◆ **Exercise prompt**
Give the entries again exactly, every one of them.

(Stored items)
—————

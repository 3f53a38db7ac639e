//! taskdeck-hooks: Job lifecycle event system.
//!
//! Lets callers react to job submissions, skip notices, failures and
//! completions without polling the job store themselves.

pub mod events;
pub mod registry;

pub use events::{JobEvent, JobEventKind};
pub use registry::{HookRegistry, JobEventHandler, handler};
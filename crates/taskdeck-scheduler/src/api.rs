//! Scheduler service HTTP client.

use std::time::Duration;

use async_trait::async_trait;
use reqwest::{Client, RequestBuilder, Response};
use serde::Deserialize;
use serde_json::json;

use taskdeck_types::{ScheduledTask, SchedulerAction, TaskUpdates};

use crate::SchedulerError;

/// Remote task scheduler surface.
#[async_trait]
pub trait SchedulerService: Send + Sync {
    /// `GET tasks`.
    async fn list_tasks(&self) -> Result<Vec<ScheduledTask>, SchedulerError>;

    /// `POST scheduler-action`.
    async fn send_action(&self, action: &SchedulerAction) -> Result<(), SchedulerError>;

    /// `PUT task {taskId, updates}`.
    async fn update_task(&self, task_id: &str, updates: &TaskUpdates)
    -> Result<(), SchedulerError>;

    /// `DELETE task {taskId}`.
    async fn delete_task(&self, task_id: &str) -> Result<(), SchedulerError>;
}

#[derive(Deserialize)]
#[serde(untagged)]
enum TaskListEnvelope {
    Wrapped { tasks: Vec<ScheduledTask> },
    Bare(Vec<ScheduledTask>),
}

#[derive(Deserialize)]
struct ErrorBody {
    #[serde(alias = "message")]
    error: String,
}

/// HTTP client for the scheduler service.
pub struct HttpSchedulerService {
    client: Client,
    base_url: String,
    auth_token: Option<String>,
}

impl HttpSchedulerService {
    /// Create a client rooted at `base_url` (e.g. "http://host/api").
    pub fn new(base_url: &str, timeout: Duration, auth_token: Option<String>) -> Self {
        let client = Client::builder()
            .timeout(timeout)
            .build()
            .expect("failed to build reqwest client");
        Self {
            client,
            base_url: base_url.trim_end_matches('/').to_string(),
            auth_token,
        }
    }

    fn authorize(&self, request: RequestBuilder) -> RequestBuilder {
        match &self.auth_token {
            Some(token) => request.bearer_auth(token),
            None => request,
        }
    }

    /// Send a mutating request, mapping any non-2xx answer to `TaskMutationFailed`.
    async fn mutate(&self, request: RequestBuilder) -> Result<(), SchedulerError> {
        let resp = self.authorize(request).send().await?;
        if resp.status().is_success() {
            return Ok(());
        }
        Err(SchedulerError::TaskMutationFailed(failure_message(resp).await))
    }
}

#[async_trait]
impl SchedulerService for HttpSchedulerService {
    async fn list_tasks(&self) -> Result<Vec<ScheduledTask>, SchedulerError> {
        let resp = self
            .authorize(self.client.get(format!("{}/tasks", self.base_url)))
            .send()
            .await?;
        if !resp.status().is_success() {
            return Err(SchedulerError::ListFailed(failure_message(resp).await));
        }
        let envelope: TaskListEnvelope = resp
            .json()
            .await
            .map_err(|e| SchedulerError::Decode(format!("task list: {e}")))?;
        Ok(match envelope {
            TaskListEnvelope::Wrapped { tasks } | TaskListEnvelope::Bare(tasks) => tasks,
        })
    }

    async fn send_action(&self, action: &SchedulerAction) -> Result<(), SchedulerError> {
        self.mutate(
            self.client
                .post(format!("{}/scheduler", self.base_url))
                .json(action),
        )
        .await
    }

    async fn update_task(
        &self,
        task_id: &str,
        updates: &TaskUpdates,
    ) -> Result<(), SchedulerError> {
        self.mutate(
            self.client
                .put(format!("{}/tasks", self.base_url))
                .json(&json!({ "taskId": task_id, "updates": updates })),
        )
        .await
    }

    async fn delete_task(&self, task_id: &str) -> Result<(), SchedulerError> {
        self.mutate(
            self.client
                .delete(format!("{}/tasks", self.base_url))
                .query(&[("taskId", task_id)]),
        )
        .await
    }
}

async fn failure_message(resp: Response) -> String {
    let status = resp.status();
    let body = resp.text().await.unwrap_or_default();
    if let Ok(parsed) = serde_json::from_str::<ErrorBody>(&body) {
        return parsed.error;
    }
    match body.trim() {
        "" => format!(
            "HTTP {} {}",
            status.as_u16(),
            status.canonical_reason().unwrap_or("")
        )
        .trim_end()
        .to_string(),
        text => text.to_string(),
    }
}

—————

◆ **Response to the exercise**
repository 3f53a38db7ac639e
//! taskdeck-hooks: Job lifecycle event system.
//!
//! Lets callers react to job submissions, skip notices, failures and
//! completions without polling the job store themselves.

pub mod events;
pub mod registry;

pub use events::{JobEvent, JobEventKind};
pub use registry::{HookRegistry, JobEventHandler, handler};
filename crates/taskdeck-scheduler/src/api.rs
//! Scheduler service HTTP client.

use std::time::Duration;

use async_trait::async_trait;
use reqwest::{Client, RequestBuilder, Response};
use serde::Deserialize;
use serde_json::json;

use taskdeck_types::{ScheduledTask, SchedulerAction, TaskUpdates};

use crate::SchedulerError;

/// Remote task scheduler surface.
#[async_trait]
pub trait SchedulerService: Send + Sync {
    /// `GET tasks`.
    async fn list_tasks(&self) -> Result<Vec<ScheduledTask>, SchedulerError>;

    /// `POST scheduler-action`.
    async fn send_action(&self, action: &SchedulerAction) -> Result<(), SchedulerError>;

    /// `PUT task {taskId, updates}`.
    async fn update_task(&self, task_id: &str, updates: &TaskUpdates)
    -> Result<(), SchedulerError>;

    /// `DELETE task {taskId}`.
    async fn delete_task(&self, task_id: &str) -> Result<(), SchedulerError>;
}

#[derive(Deserialize)]
#[serde(untagged)]
enum TaskListEnvelope {
    Wrapped { tasks: Vec<ScheduledTask> },
    Bare(Vec<ScheduledTask>),
}

#[derive(Deserialize)]
struct ErrorBody {
    #[serde(alias = "message")]
    error: String,
}

/// HTTP client for the scheduler service.
pub struct HttpSchedulerService {
    client: Client,
    base_url: String,
    auth_token: Option<String>,
}

impl HttpSchedulerService {
    /// Create a client rooted at `base_url` (e.g. "http://host/api").
    pub fn new(base_url: &str, timeout: Duration, auth_token: Option<String>) -> Self {
        let client = Client::builder()
            .timeout(timeout)
            .build()
            .expect("failed to build reqwest client");
        Self {
            client,
            base_url: base_url.trim_end_matches('/').to_string(),
            auth_token,
        }
    }

    fn authorize(&self, request: RequestBuilder) -> RequestBuilder {
        match &self.auth_token {
            Some(token) => request.bearer_auth(token),
            None => request,
        }
    }

    /// Send a mutating request, mapping any non-2xx answer to `TaskMutationFailed`.
    async fn mutate(&self, request: RequestBuilder) -> Result<(), SchedulerError> {
        let resp = self.authorize(request).send().await?;
        if resp.status().is_success() {
            return Ok(());
        }
        Err(SchedulerError::TaskMutationFailed(failure_message(resp).await))
    }
}

#[async_trait]
impl SchedulerService for HttpSchedulerService {
    async fn list_tasks(&self) -> Result<Vec<ScheduledTask>, SchedulerError> {
        let resp = self
            .authorize(self.client.get(format!("{}/tasks", self.base_url)))
            .send()
            .await?;
        if !resp.status().is_success() {
            return Err(SchedulerError::ListFailed(failure_message(resp).await));
        }
        let envelope: TaskListEnvelope = resp
            .json()
            .await
            .map_err(|e| SchedulerError::Decode(format!("task list: {e}")))?;
        Ok(match envelope {
            TaskListEnvelope::Wrapped { tasks } | TaskListEnvelope::Bare(tasks) => tasks,
        })
    }

    async fn send_action(&self, action: &SchedulerAction) -> Result<(), SchedulerError> {
        self.mutate(
            self.client
                .post(format!("{}/scheduler", self.base_url))
                .json(action),
        )
        .await
    }

    async fn update_task(
        &self,
        task_id: &str,
        updates: &TaskUpdates,
    ) -> Result<(), SchedulerError> {
        self.mutate(
            self.client
                .put(format!("{}/tasks", self.base_url))
                .json(&json!({ "taskId": task_id, "updates": updates })),
        )
        .await
    }

    async fn delete_task(&self, task_id: &str) -> Result<(), SchedulerError> {
        self.mutate(
            self.client
                .delete(format!("{}/tasks", self.base_url))
                .query(&[("taskId", task_id)]),
        )
        .await
    }
}

async fn failure_message(resp: Response) -> String {
    let status = resp.status();
    let body = resp.text().await.unwrap_or_default();
    if let Ok(parsed) = serde_json::from_str::<ErrorBody>(&body) {
        return parsed.error;
    }
    match body.trim() {
        "" => format!(
            "HTTP {} {}",
            status.as_u16(),
            status.canonical_reason().unwrap_or("")
        )
        .trim_end()
        .to_string(),
        text => text.to_string(),
    }
}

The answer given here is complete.